In December and January, 21 percent more contracts for condo sales in Manhattan were signed than during the same months a year ago, reported UrbanDigs, an analysis firm.
Flats in the upper east and west sides were most popular, figures show.
The sales boost was propelled by pent-up demand colliding with fewer homes for sale and growing confidence among buyers that the pandemic and economic crisis are ebbing, analysts and brokers told the Wall Street Journal.
Sales cratered by 54 percent in 2020’s second quarter, according to appraisal firm Miller Samuel and sales agency Douglas Elliman.
The city’s population dropped by 70,000 last year, analysis firm Unicast reported. The exodus left a glut of empty units and drove prices down by 20 percent, with the average sale bringing $2.7 million in December, Miller Samuel found.
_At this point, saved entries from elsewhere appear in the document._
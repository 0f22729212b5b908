use regex::Regex;
use shared_types::OrderRecord;

const CUSTOMER_MARKER: &str = "Customer Information";
const SUMMARY_MARKER: &str = "Order Summary";
const THANKS_MARKER: &str = "Thank you";

/// Field recovery over the flattened container text. All patterns are
/// compiled once; `recover` is a pure function of its input.
///
/// The name-splitting heuristic (strip email and phone out of the customer
/// block, first/last remaining token become first/last name) is kept
/// compatible with existing exports even though it misparses middle names.
pub struct FieldPatterns {
    order_number: Regex,
    email: Regex,
    phone: Regex,
    quantity: Regex,
    total: Regex,
}

impl FieldPatterns {
    pub fn new() -> Self {
        Self {
            order_number: Regex::new(r"Order No\.\s*(\S+)").unwrap(),
            email: Regex::new(r"[A-Za-z0-9._%+-]+@[A-Za-z0-9.-]+\.[A-Za-z]{2,}").unwrap(),
            // At least seven characters so stray digit pairs (zip codes,
            // digits inside usernames) do not pass as phone numbers.
            phone: Regex::new(r"\+?\d[\d\s()\-]{5,}\d").unwrap(),
            quantity: Regex::new(r"Quantity:\s*(\d+)").unwrap(),
            // Like the quantity pattern, the amount may land on the line
            // after its marker once the template text is flattened.
            total: Regex::new(r"Total:[^\d]*(\d+(?:\.\d+)?)").unwrap(),
        }
    }

    pub fn recover(&self, all_text: &str) -> OrderRecord {
        let mut record = OrderRecord::empty();

        record.order_number = self
            .order_number
            .captures(all_text)
            .and_then(|caps| caps.get(1))
            .map(|m| m.as_str().to_string());

        if let Some(customer) = customer_block(all_text) {
            let email = self.email.find(customer).map(|m| m.as_str().to_string());
            let phone = self.phone.find(customer).map(|m| m.as_str().to_string());
            let (first_name, last_name) =
                split_name(customer, email.as_deref(), phone.as_deref());

            record.email_address = email;
            record.phone_number = phone;
            record.first_name = first_name;
            record.last_name = last_name;
        }

        let summary = summary_block(all_text);
        record.quantity = last_capture(&self.quantity, summary)
            .or_else(|| last_capture(&self.quantity, all_text));
        record.total = last_capture(&self.total, summary)
            .or_else(|| last_capture(&self.total, all_text));

        record
    }
}

impl Default for FieldPatterns {
    fn default() -> Self {
        Self::new()
    }
}

/// Text strictly between "Customer Information" and the following
/// "Order Summary" marker, or to the end of the text when no summary
/// follows. `None` when the customer marker itself is absent.
fn customer_block(all_text: &str) -> Option<&str> {
    let start = all_text.find(CUSTOMER_MARKER)? + CUSTOMER_MARKER.len();
    let rest = &all_text[start..];
    let end = rest.find(SUMMARY_MARKER).unwrap_or(rest.len());
    Some(&rest[..end])
}

/// Text strictly between "Order Summary" and whichever of the customer
/// marker, the thank-you line, or end-of-text comes first. Empty when the
/// summary marker is absent, so callers fall through to the whole-text
/// search.
fn summary_block(all_text: &str) -> &str {
    let Some(found) = all_text.find(SUMMARY_MARKER) else {
        return "";
    };
    let rest = &all_text[found + SUMMARY_MARKER.len()..];
    let end = [CUSTOMER_MARKER, THANKS_MARKER]
        .iter()
        .filter_map(|marker| rest.find(marker))
        .min()
        .unwrap_or(rest.len());
    &rest[..end]
}

/// Removes the matched email and phone substrings from the customer block;
/// the remaining whitespace-delimited tokens are the name. One token means
/// first and last name are the same; no tokens means both absent.
fn split_name(
    customer: &str,
    email: Option<&str>,
    phone: Option<&str>,
) -> (Option<String>, Option<String>) {
    let mut residue = customer.to_string();
    if let Some(email) = email {
        residue = residue.replacen(email, " ", 1);
    }
    if let Some(phone) = phone {
        residue = residue.replacen(phone, " ", 1);
    }

    let tokens: Vec<&str> = residue.split_whitespace().collect();
    let first = tokens.first().map(|t| t.to_string());
    let last = tokens.last().map(|t| t.to_string());
    (first, last)
}

fn last_capture(pattern: &Regex, text: &str) -> Option<String> {
    pattern
        .captures_iter(text)
        .last()
        .and_then(|caps| caps.get(1))
        .map(|m| m.as_str().to_string())
}

#[cfg(test)]
mod tests {
    use super::*;

    fn recover(text: &str) -> OrderRecord {
        FieldPatterns::new().recover(text)
    }

    #[test]
    fn test_order_number() {
        let record = recover("Order No. 10042\nsomething else");
        assert_eq!(record.order_number.as_deref(), Some("10042"));
    }

    #[test]
    fn test_customer_block_split() {
        let text = "Order No. 7\nCustomer Information\n+1 555-123-4567 Jane Doe jane@example.com\nOrder Summary\nQuantity: 2\nTotal: $10.00";
        let record = recover(text);

        assert_eq!(record.phone_number.as_deref(), Some("+1 555-123-4567"));
        assert_eq!(record.first_name.as_deref(), Some("Jane"));
        assert_eq!(record.last_name.as_deref(), Some("Doe"));
        assert_eq!(record.email_address.as_deref(), Some("jane@example.com"));
    }

    #[test]
    fn test_email_position_does_not_change_name() {
        // Email first instead of last; the name tokens are the same.
        let text = "Customer Information\njane@example.com +1 555-123-4567 Jane Doe\nOrder Summary";
        let record = recover(text);

        assert_eq!(record.first_name.as_deref(), Some("Jane"));
        assert_eq!(record.last_name.as_deref(), Some("Doe"));
        assert_eq!(record.email_address.as_deref(), Some("jane@example.com"));
    }

    #[test]
    fn test_single_name_token() {
        let text = "Customer Information\nMadonna\nOrder Summary";
        let record = recover(text);
        assert_eq!(record.first_name.as_deref(), Some("Madonna"));
        assert_eq!(record.last_name.as_deref(), Some("Madonna"));
        assert_eq!(record.phone_number, None);
        assert_eq!(record.email_address, None);
    }

    #[test]
    fn test_missing_customer_block() {
        let record = recover("Order No. 5\nOrder Summary\nQuantity: 1\nTotal: $3.00");
        assert_eq!(record.first_name, None);
        assert_eq!(record.last_name, None);
        assert_eq!(record.phone_number, None);
        assert_eq!(record.email_address, None);
        assert_eq!(record.quantity.as_deref(), Some("1"));
    }

    #[test]
    fn test_quantity_last_occurrence_wins() {
        let text = "Order Summary\nQuantity: 3\nitem\nQuantity: 7\nThank you";
        let record = recover(text);
        assert_eq!(record.quantity.as_deref(), Some("7"));
    }

    #[test]
    fn test_total_strips_currency_symbol() {
        let record = recover("Order Summary\nTotal: $12.50\nThank you");
        assert_eq!(record.total.as_deref(), Some("12.50"));
    }

    #[test]
    fn test_total_amount_on_following_line() {
        // Flattening puts marker and amount in separate fragments when the
        // template renders them as separate text nodes.
        let record = recover("Order Summary\nTotal:\n$12.50\nThank you");
        assert_eq!(record.total.as_deref(), Some("12.50"));
    }

    #[test]
    fn test_quantity_falls_back_to_whole_text() {
        // Marker appears before the summary block only.
        let text = "Quantity: 4\nOrder Summary\nTotal: $8.00\nThank you";
        let record = recover(text);
        assert_eq!(record.quantity.as_deref(), Some("4"));
        assert_eq!(record.total.as_deref(), Some("8.00"));
    }

    #[test]
    fn test_summary_block_bounded_by_thank_you() {
        let text = "Order Summary\nQuantity: 2\nThank you\nQuantity: 9";
        let record = recover(text);
        // The in-block occurrence wins; the one past "Thank you" is outside.
        assert_eq!(record.quantity.as_deref(), Some("2"));
    }

    #[test]
    fn test_digits_in_email_are_not_a_phone() {
        let text = "Customer Information\nJane Doe jane42@example.com\nOrder Summary";
        let record = recover(text);
        assert_eq!(record.phone_number, None);
        assert_eq!(record.email_address.as_deref(), Some("jane42@example.com"));
        assert_eq!(record.first_name.as_deref(), Some("Jane"));
        assert_eq!(record.last_name.as_deref(), Some("Doe"));
    }

    #[test]
    fn test_recover_is_deterministic() {
        let text = "Order No. 9\nCustomer Information\n+1 (555) 000-1111 Ann Lee ann@x.org\nOrder Summary\nQuantity: 1\nTotal: $5.25";
        assert_eq!(recover(text), recover(text));
    }
}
“With the depletion of inventory, with the vaccine around the corner, people started to see a renewed positive opinion about the health of the city,” Sotheby broker Nikki Field told The New York Times.
TREND FORECAST: “The health of the city” will not rebound for years. Never before have so many people so quickly vacated Manhattan. 
With working at home becoming an accepted practice of the new millennium following the outbreak of the COVID War, there will be far fewer people commuting back to the city, thus putting downward pressure on both commercial and residential real estate.
As we had long noted before the COVID War broke out, “For Rent” signs for commercial/retail leases were plastered across the borough. 
Also, with tourism, a critical element of Manhattan’s economic foundation, dead and not expected to rebound for years, there will be more downward pressure on the entire real estate market.